2. Projection Expression:
# ❌ Fetch all attributes
ddb.query(TableName="Items", **params)
# ✅ Fetch only needed attributes
ddb.query(
TableName="Items",
ProjectionExpression="id, name, price",
**params,
)
RDS
1. Query optimization:
-- ❌ Slow: Full table scan
SELECT * FROM users WHERE name = 'John';
--✅ Fast: Use index
CREATE INDEX idx_name ON users(name);
SELECT * FROM users WHERE name = 'John';
2. Connection pooling:
Use RDS Proxy (covered in Lesson 1).
Lambda Optimization
1. Ephemeral Storage
Increase /tmp storage if processing files:
MyFunction:
Type: AWS::Serverless::Function
Properties:
EphemeralStorage:
Size: 10240 # 10 GB (default 512 MB)
Process large files faster.
2. Memory & CPU
More memory = more CPU (free):
MyFunction:
Type: AWS::Serverless::Function
Properties:
MemorySize: 3008 # Max memory
# Gets 2 full vCPU (huge speedup)
More expensive per-ms, but faster = cheaper overall.
3. Architecture
Use appropriate architecture:
# Check supported architectures
aws lambda get-account-settings
# Use ARM if possible (Graviton): cheaper
aws lambda update-function-configuration \
--function-name myfunction \
--architectures arm64
Graviton 2 processors are 20% faster and 20% cheaper.
API Gateway Optimization
1. Caching
Cache GET requests by path parameter.

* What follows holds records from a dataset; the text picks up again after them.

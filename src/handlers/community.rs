//! Greetings, vanity roles, boost announcements and reaction roles

use crate::community::{
    BOOSTER_DEBOUNCE, Greeted, VANITY_DEBOUNCE, VanityChange, custom_status, role_for,
};
use crate::{Data, EVENT_TARGET};
use poise::serenity_prelude::{
    ChannelId, Context, CreateMessage, GuildId, GuildMemberUpdateEvent, Member, Presence,
    Reaction, RoleId, Timestamp, UserId,
};
use tracing::{debug, info, warn};

async fn say(ctx: &Context, channel: u64, text: String) {
    let channel = ChannelId::new(channel);
    if let Err(e) = channel.say(&ctx.http, text).await {
        warn!(target: EVENT_TARGET, "Failed to post in {channel}: {e}");
    }
}

pub async fn greet(ctx: &Context, data: &Data, member: &Member) {
    let guild_id = member.guild_id;
    let config = match data.store().get_or_default(guild_id.get()).await {
        Ok(config) => config,
        Err(e) => {
            warn!(target: EVENT_TARGET, "Skipping greeting in guild {guild_id}: {e}");
            return;
        }
    };
    let (guild_name, member_count) = ctx
        .cache
        .guild(guild_id)
        .map(|g| (g.name.clone(), g.member_count))
        .unwrap_or_default();
    let greeted = Greeted {
        user_id: member.user.id.get(),
        user_name: &member.user.name,
        guild_name: &guild_name,
        member_count,
    };
    let Some((channel, text)) = config.welcome.greeting(&greeted) else {
        return;
    };
    let builder = CreateMessage::new()
        .content(text)
        .components(config.welcome.components());
    if let Err(e) = ChannelId::new(channel).send_message(&ctx.http, builder).await {
        warn!(target: EVENT_TARGET, "Failed to greet {} in guild {guild_id}: {e}", member.user.id);
    }
}

async fn has_role(ctx: &Context, guild_id: GuildId, user_id: UserId, role: RoleId) -> Option<bool> {
    let cached = ctx
        .cache
        .member(guild_id, user_id)
        .map(|m| m.roles.contains(&role));
    if cached.is_some() {
        return cached;
    }
    match guild_id.member(&ctx.http, user_id).await {
        Ok(member) => Some(member.roles.contains(&role)),
        Err(e) => {
            debug!(target: EVENT_TARGET, "Member {user_id} not found in guild {guild_id}: {e}");
            None
        }
    }
}

/// Grant or revoke the vanity role after a status change
pub async fn vanity(ctx: &Context, data: &Data, presence: &Presence) {
    let Some(guild_id) = presence.guild_id else {
        return;
    };
    let user_id = presence.user.id;
    if presence.user.bot == Some(true) {
        return;
    }
    let Ok(config) = data.store().get_or_default(guild_id.get()).await else {
        return;
    };
    let Some(role_id) = config.vanity.role_id.filter(|_| config.vanity.enabled) else {
        return;
    };
    let Some(holds) = has_role(ctx, guild_id, user_id, RoleId::new(role_id)).await else {
        return;
    };

    let status = custom_status(&presence.activities);
    match config.vanity.change(&status, holds) {
        VanityChange::Grant { role_id } => {
            if let Err(e) = ctx
                .http
                .add_member_role(guild_id, user_id, RoleId::new(role_id), Some("Vanity status"))
                .await
            {
                warn!(target: EVENT_TARGET, "Failed to grant vanity role to {user_id} in guild {guild_id}: {e}");
                return;
            }
            info!(target: EVENT_TARGET, "Granted vanity role to {user_id} in guild {guild_id}");
            if data
                .vanity_debounce
                .ready((guild_id.get(), user_id.get()), VANITY_DEBOUNCE)
            {
                if let Some((channel, text)) = config.vanity.announcement_for(user_id.get()) {
                    say(ctx, channel, text).await;
                }
            }
        }
        VanityChange::Revoke { role_id } => {
            if let Err(e) = ctx
                .http
                .remove_member_role(guild_id, user_id, RoleId::new(role_id), Some("Vanity status removed"))
                .await
            {
                warn!(target: EVENT_TARGET, "Failed to revoke vanity role from {user_id} in guild {guild_id}: {e}");
                return;
            }
            info!(target: EVENT_TARGET, "Revoked vanity role from {user_id} in guild {guild_id}");
        }
        VanityChange::Keep => {}
    }
}

/// Whether a member update is the moment they started boosting; an unknown
/// previous state never counts
#[must_use]
pub fn started_boosting(before: Option<Option<Timestamp>>, after: Option<Timestamp>) -> bool {
    matches!(before, Some(None)) && after.is_some()
}

pub async fn boost(ctx: &Context, data: &Data, old: Option<&Member>, event: &GuildMemberUpdateEvent) {
    if !started_boosting(old.map(|m| m.premium_since), event.premium_since) {
        return;
    }
    let (guild_id, user_id) = (event.guild_id, event.user.id);
    let Ok(config) = data.store().get_or_default(guild_id.get()).await else {
        return;
    };
    let Some((channel, text)) = config.booster.announcement_for(user_id.get()) else {
        return;
    };
    if data
        .booster_debounce
        .ready((guild_id.get(), user_id.get()), BOOSTER_DEBOUNCE)
    {
        info!(target: EVENT_TARGET, "Announcing boost by {user_id} in guild {guild_id}");
        say(ctx, channel, text).await;
    }
}

/// Add or remove the role bound to this reaction
pub async fn reaction_role(ctx: &Context, data: &Data, reaction: &Reaction, added: bool) {
    let (Some(guild_id), Some(user_id)) = (reaction.guild_id, reaction.user_id) else {
        return;
    };
    if user_id == ctx.cache.current_user().id {
        return;
    }
    let Ok(config) = data.store().get_or_default(guild_id.get()).await else {
        return;
    };
    let Some(role_id) = role_for(
        &config.reaction_roles,
        reaction.message_id.get(),
        &reaction.emoji,
    ) else {
        return;
    };
    let role = RoleId::new(role_id);
    let result = if added {
        ctx.http
            .add_member_role(guild_id, user_id, role, Some("Reaction role"))
            .await
    } else {
        ctx.http
            .remove_member_role(guild_id, user_id, role, Some("Reaction role removed"))
            .await
    };
    match result {
        Ok(()) => debug!(
            target: EVENT_TARGET,
            "Reaction role {role} {} {user_id} in guild {guild_id}",
            if added { "given to" } else { "taken from" }
        ),
        Err(e) => warn!(
            target: EVENT_TARGET,
            "Failed to update reaction role {role} for {user_id} in guild {guild_id}: {e}"
        ),
    }
}

#[cfg(test)]
mod tests {
    use super::*;

    #[test]
    fn test_started_boosting() {
        let now = Timestamp::now();
        assert!(started_boosting(Some(None), Some(now)));
        assert!(!started_boosting(Some(Some(now)), Some(now)));
        assert!(!started_boosting(None, Some(now)));
        assert!(!started_boosting(Some(None), None));
    }
}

For example, to cache requests to the path /items endpoint for 5 minutes:
MyApi:
Type: AWS::Serverless::Api
Properties:
MethodSettings:
- ResourcePath: '/items'
HttpMethod: GET
CachingEnabled: true
CacheTtlInSeconds: 300
2. Compression
Enable compression for large responses:
MethodSettings:
- ContentHandlingStrategy: CONVERT_TO_TEXT
MinimumCompressionSize: 1024
Gzip responses > 1KB.
Network Optimization
1. VPC Endpoint
Lambda → RDS in VPC:
HelloWorld:
Properties:
VpcConfig:
SecurityGroupIds:
- sg-12345
SubnetIds:
- subnet-12345
Adds 5-10s cold start (avoid unless necessary).
2. CloudFront
Cache API responses globally:
CloudFrontDistribution:
Type: AWS::CloudFront::Distribution
Properties:
DistributionConfig:
CacheBehaviors:
- PathPattern: '/api/*'
TargetOriginId: myapi
ViewerProtocolPolicy: https-only
CachePolicyId: 'CachingOptimized'
Serve cached responses from edge locations, massive latency improvement.
Benchmarking
Test after each optimization:
# Time function execution
time sam local invoke MyFunction -e event.json
# Load test with increasing concurrency
for c in 1 10 100 1000; do
ab -n 10000 -c $c https://api.example.com/
done
# Compare before/after times
Track improvements over time.
Monitoring Performance
P99 Latency
Show to executives, not P50:
P99DurationAlarm:
Type: AWS::CloudWatch::Alarm
Properties:
MetricName: Duration
Statistic: p99
Threshold: 500 # Alert if P99 > 500ms
SLOs (Service Level Objectives)
Commit to users:
- 95% of requests < 200ms
- 99.9% uptime
Monitor against SLOs continuously.
Real-World Example
Optimization Journey:
Before:
- Avg latency: 800ms
- P99: 2000ms
- Errors: 0.5%
Optimization 1: Add caching
- Avg latency: 600ms
- P99: 1500ms
Optimization 2: Parallel queries
- Avg latency: 300ms
- P99: 800ms
Optimization 3: Increase memory
- Avg latency: 150ms
- P99: 400ms
Result: 5.3x faster, still profitable!
Best Practices
- Measure first — Use profiling, not guesswork
- Parallelize — Concurrent operations are free
- Cache aggressively — Every ms matters
- Right-size memory — More memory = more CPU = faster
- Use CloudFront — Massive latency improvement for global apps
Hands-On: Profile & Optimize
- Deploy API endpoint
- Measure latency (X-Ray or CloudWatch Logs Insights)
- Identify bottleneck
- Apply optimization
- Remeasure latency
- Calculate improvement
Key Takeaway
Performance is a feature. Every optimization compounds. Small improvements add up to transformative speedups.